The AGILE/GRID Science Tools developed by the AGILE Team are used to analyse gamma-ray data starting from spacecraft files (called LOG), and the acquired events (EVT files or event list). They provide a way to generate gamma-ray counts, exposure and diffuse emission maps that are used as input for the binned maximum likelihood estimator (MLE). The analysis depends on the isotropic and Galactic diffuse emission, the gamma-ray photon statistics, and on the instrument response functions (IRFs). IRFs are matrices that characterise the effective area (Aeff), the point spread function (PSF), and the energy dispersion probability (EDP), that depend on the direction of the incoming gamma-ray in instrument coordinates, its energy and on the on-ground event filter.

The result of the MLE is an evaluation of the presence of one or more point-like or extended sources in the sky maps: this is the essential step for the scientific results of AGILE.

A full description and characterisation of the last release of the Science Tools is available in https://arxiv.org/abs/1903.06957. Science Tools, IRFs and Galactic emission model are publicly available from the AGILE website at SSDC: https://agile.ssdc.asi.it.

Agilepy analysis

The AGILE-GRID data analysis can be performed with Agilepy with different techniques:

  • using the maximum likelihood estimator analysis

  • wavelet techniques

  • Lomb-Scargle periodogram analysis (coming soon)

The likelihood analysis reach better sensitivity, more accurate flux measurement, better evaluation of the backgrounds and can work with a detailed source models where more sources can be considered at the same time.

AGILE-GRID light curves can be created in two different ways:

  • using the maximum likelihood estimator analysis

  • using aperture photometry.

Aperture photometry provides a raw measure of the flux of a sigle source and is less computing demanding.

Maximium Likelihood Estimator caveats

During the fitting process some values are fixed and others are variable, depending on the values of the flags. The execution time strongly depends on the number of the variable parameters. It is not possible to predict how long the fitting process will last or how it depends on the number of parameters, but the dependence is not linear.

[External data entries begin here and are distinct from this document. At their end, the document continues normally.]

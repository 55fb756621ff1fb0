//! Core domain types for chatpulse
//!
//! An [`AnalysisWindow`] is the immutable snapshot of one group's activity
//! over one date range. Every analyzer borrows it read-only; nothing in the
//! core mutates it after construction.
//!
//! ## Terminology
//!
//! | Term | Definition |
//! |------|------------|
//! | **Group** | A chat group whose exported log was aggregated into counters |
//! | **Member** | A participant, keyed by display name |
//! | **Daily record** | Counters for one calendar day of the group |
//! | **Window** | The daily and member records for one date range |
//!
//! ### Group totals vs member totals
//!
//! A day's `total_messages` need not equal the sum of member message counts.
//! System notices and unattributed messages are counted by the group but by no
//! member, so the two totals are never reconciled.
//!
//! ### Member identity
//!
//! Members are keyed by display name. Two people sharing a name collapse into
//! one record and a rename splits one person into two; the aggregation step
//! upstream owns that trade-off. A window carrying the same name twice is
//! rejected.

use crate::dates::DateRange;
use crate::error::{Error, Result};
use chrono::NaiveDate;
use serde::{Deserialize, Serialize};
use std::collections::{BTreeMap, HashMap, HashSet};

// ============================================
// Daily records
// ============================================

/// Counters for one calendar day of a group.
#[derive(Debug, Clone, PartialEq, Serialize, Deserialize)]
pub struct DailyActivityRecord {
    pub date: NaiveDate,
    pub total_messages: i64,
    pub active_members: i64,
    /// Messages per hour of day (0-23). Hours without messages may be absent.
    #[serde(default)]
    pub hourly_activity: BTreeMap<u8, i64>,
}

impl DailyActivityRecord {
    /// Record without hourly detail.
    pub fn new(date: NaiveDate, total_messages: i64, active_members: i64) -> Self {
        Self {
            date,
            total_messages,
            active_members,
            hourly_activity: BTreeMap::new(),
        }
    }

    /// Busiest hour of the day, first one wins on ties.
    pub fn peak_hour(&self) -> Option<u8> {
        let mut best: Option<(u8, i64)> = None;
        for (&hour, &count) in &self.hourly_activity {
            if count > 0 && best.map_or(true, |(_, c)| count > c) {
                best = Some((hour, count));
            }
        }
        best.map(|(hour, _)| hour)
    }
}

// ============================================
// Member records
// ============================================

/// Messages a member sent on one day.
#[derive(Debug, Clone, PartialEq, Eq, Serialize, Deserialize)]
pub struct DailyMessageCount {
    pub date: NaiveDate,
    pub message_count: i64,
}

/// Activity totals for one member over the window.
#[derive(Debug, Clone, PartialEq, Serialize, Deserialize)]
pub struct MemberActivityRecord {
    /// Display name, also used as the member key
    pub name: String,
    pub message_count: i64,
    #[serde(default)]
    pub word_count: i64,
    #[serde(default)]
    pub media_count: i64,
    #[serde(default)]
    pub daily_breakdown: Vec<DailyMessageCount>,
}

impl MemberActivityRecord {
    /// Member with only a message count.
    pub fn new(name: impl Into<String>, message_count: i64) -> Self {
        Self {
            name: name.into(),
            message_count,
            word_count: 0,
            media_count: 0,
            daily_breakdown: Vec::new(),
        }
    }
}

// ============================================
// Period
// ============================================

/// Inclusive date range of a window, with its day count precomputed.
#[derive(Debug, Clone, Copy, PartialEq, Eq, Serialize, Deserialize)]
pub struct Period {
    pub start: NaiveDate,
    pub end: NaiveDate,
    /// `end - start + 1`
    pub day_count: i64,
}

impl Period {
    pub fn new(start: NaiveDate, end: NaiveDate) -> Result<Self> {
        let range = DateRange::new(start, end)?;
        Ok(Self::from(range))
    }

    pub fn range(&self) -> DateRange {
        DateRange {
            start: self.start,
            end: self.end,
        }
    }
}

impl From<DateRange> for Period {
    fn from(range: DateRange) -> Self {
        Self {
            start: range.start,
            end: range.end,
            day_count: range.day_count(),
        }
    }
}

// ============================================
// Analysis window
// ============================================

/// One group's activity over one date range.
///
/// Construction validates the input; afterwards the window is read-only.
#[derive(Debug, Clone, Serialize)]
pub struct AnalysisWindow {
    group_id: String,
    group_name: String,
    period: Period,
    daily: Vec<DailyActivityRecord>,
    members: Vec<MemberActivityRecord>,
}

impl AnalysisWindow {
    /// Validate and build a window.
    ///
    /// Fails with [`Error::InvalidWindow`] when `end < start`, a count is
    /// negative, a daily record falls outside the period, daily dates are not
    /// strictly ascending, a member name repeats, an hour key exceeds 23, or
    /// a day reports more active members than the member breakdowns account
    /// for. Windows whose message totals would overflow an `i64` are rejected
    /// too.
    pub fn new(
        group_id: impl Into<String>,
        group_name: impl Into<String>,
        start: NaiveDate,
        end: NaiveDate,
        daily: Vec<DailyActivityRecord>,
        members: Vec<MemberActivityRecord>,
    ) -> Result<Self> {
        let period = Period::new(start, end)?;
        let range = period.range();

        validate_daily(&daily, &range)?;
        validate_members(&members, &range)?;
        validate_active_members(&daily, &members)?;
        validate_totals(&daily, &members)?;

        Ok(Self {
            group_id: group_id.into(),
            group_name: group_name.into(),
            period,
            daily,
            members,
        })
    }

    pub fn group_id(&self) -> &str {
        &self.group_id
    }

    pub fn group_name(&self) -> &str {
        &self.group_name
    }

    pub fn period(&self) -> &Period {
        &self.period
    }

    /// Daily records in ascending date order.
    pub fn daily(&self) -> &[DailyActivityRecord] {
        &self.daily
    }

    pub fn members(&self) -> &[MemberActivityRecord] {
        &self.members
    }

    /// Sum of group-level daily message counts.
    pub fn total_messages(&self) -> i64 {
        self.daily.iter().map(|d| d.total_messages).sum()
    }
}

fn validate_daily(daily: &[DailyActivityRecord], range: &DateRange) -> Result<()> {
    let mut previous: Option<NaiveDate> = None;
    for record in daily {
        if !range.contains(record.date) {
            return Err(Error::InvalidWindow(format!(
                "daily record {} lies outside {} .. {}",
                record.date, range.start, range.end
            )));
        }
        if let Some(prev) = previous {
            if record.date <= prev {
                return Err(Error::InvalidWindow(format!(
                    "daily record {} is not after {}",
                    record.date, prev
                )));
            }
        }
        previous = Some(record.date);

        if record.total_messages < 0 || record.active_members < 0 {
            return Err(Error::InvalidWindow(format!(
                "negative count on {}",
                record.date
            )));
        }
        for (&hour, &count) in &record.hourly_activity {
            if hour > 23 {
                return Err(Error::InvalidWindow(format!(
                    "hour {} out of range on {}",
                    hour, record.date
                )));
            }
            if count < 0 {
                return Err(Error::InvalidWindow(format!(
                    "negative hourly count at hour {} on {}",
                    hour, record.date
                )));
            }
        }
    }
    Ok(())
}

fn validate_members(members: &[MemberActivityRecord], range: &DateRange) -> Result<()> {
    let mut names = HashSet::new();
    for member in members {
        // display name is the member key
        if !names.insert(member.name.as_str()) {
            return Err(Error::InvalidWindow(format!(
                "duplicate member {:?}",
                member.name
            )));
        }
        if member.message_count < 0 || member.word_count < 0 || member.media_count < 0 {
            return Err(Error::InvalidWindow(format!(
                "negative count for member {:?}",
                member.name
            )));
        }
        for entry in &member.daily_breakdown {
            if entry.message_count < 0 {
                return Err(Error::InvalidWindow(format!(
                    "negative daily count for member {:?} on {}",
                    member.name, entry.date
                )));
            }
            if !range.contains(entry.date) {
                return Err(Error::InvalidWindow(format!(
                    "member {:?} has activity on {} outside the window",
                    member.name, entry.date
                )));
            }
        }
    }
    Ok(())
}

/// Every total an analyzer takes over the window must fit in an `i64`.
fn validate_totals(
    daily: &[DailyActivityRecord],
    members: &[MemberActivityRecord],
) -> Result<()> {
    checked_total(daily.iter().map(|d| d.total_messages))?;
    checked_total(daily.iter().map(|d| d.active_members))?;
    checked_total(daily.iter().flat_map(|d| d.hourly_activity.values().copied()))?;
    checked_total(members.iter().map(|m| m.message_count))?;
    Ok(())
}

fn checked_total(mut counts: impl Iterator<Item = i64>) -> Result<i64> {
    counts.try_fold(0i64, |acc, n| {
        acc.checked_add(n)
            .ok_or_else(|| Error::InvalidWindow("counts overflow".to_string()))
    })
}

/// `active_members` may not exceed the members seen that day.
///
/// Only checked when at least one member carries a daily breakdown; without
/// breakdowns there is nothing to count against.
fn validate_active_members(
    daily: &[DailyActivityRecord],
    members: &[MemberActivityRecord],
) -> Result<()> {
    if members.iter().all(|m| m.daily_breakdown.is_empty()) {
        return Ok(());
    }

    let mut seen: HashMap<NaiveDate, HashSet<&str>> = HashMap::new();
    for member in members {
        for entry in member.daily_breakdown.iter().filter(|e| e.message_count > 0) {
            seen.entry(entry.date).or_default().insert(member.name.as_str());
        }
    }

    for record in daily {
        let present = seen.get(&record.date).map_or(0, |names| names.len()) as i64;
        if record.active_members > present {
            return Err(Error::InvalidWindow(format!(
                "{} reports {} active members but only {} appear in member breakdowns",
                record.date, record.active_members, present
            )));
        }
    }
    Ok(())
}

If all the diffuse coefficients are variable and all spectral parameters are free, for M maps and S sources the number of variable parameters will be 2M+4S. In the case of many maps and many sources, this may lead to a very long execution time.

The fitting process takes place in two steps, according to the method of Maximum Likelihood. During each step all the sources are considered one by one, and several fitting attempts are performed by invoking the function TH1D::Fit() provided by the ROOT library, developed by CERN and will find the related documentation on the CERN web site.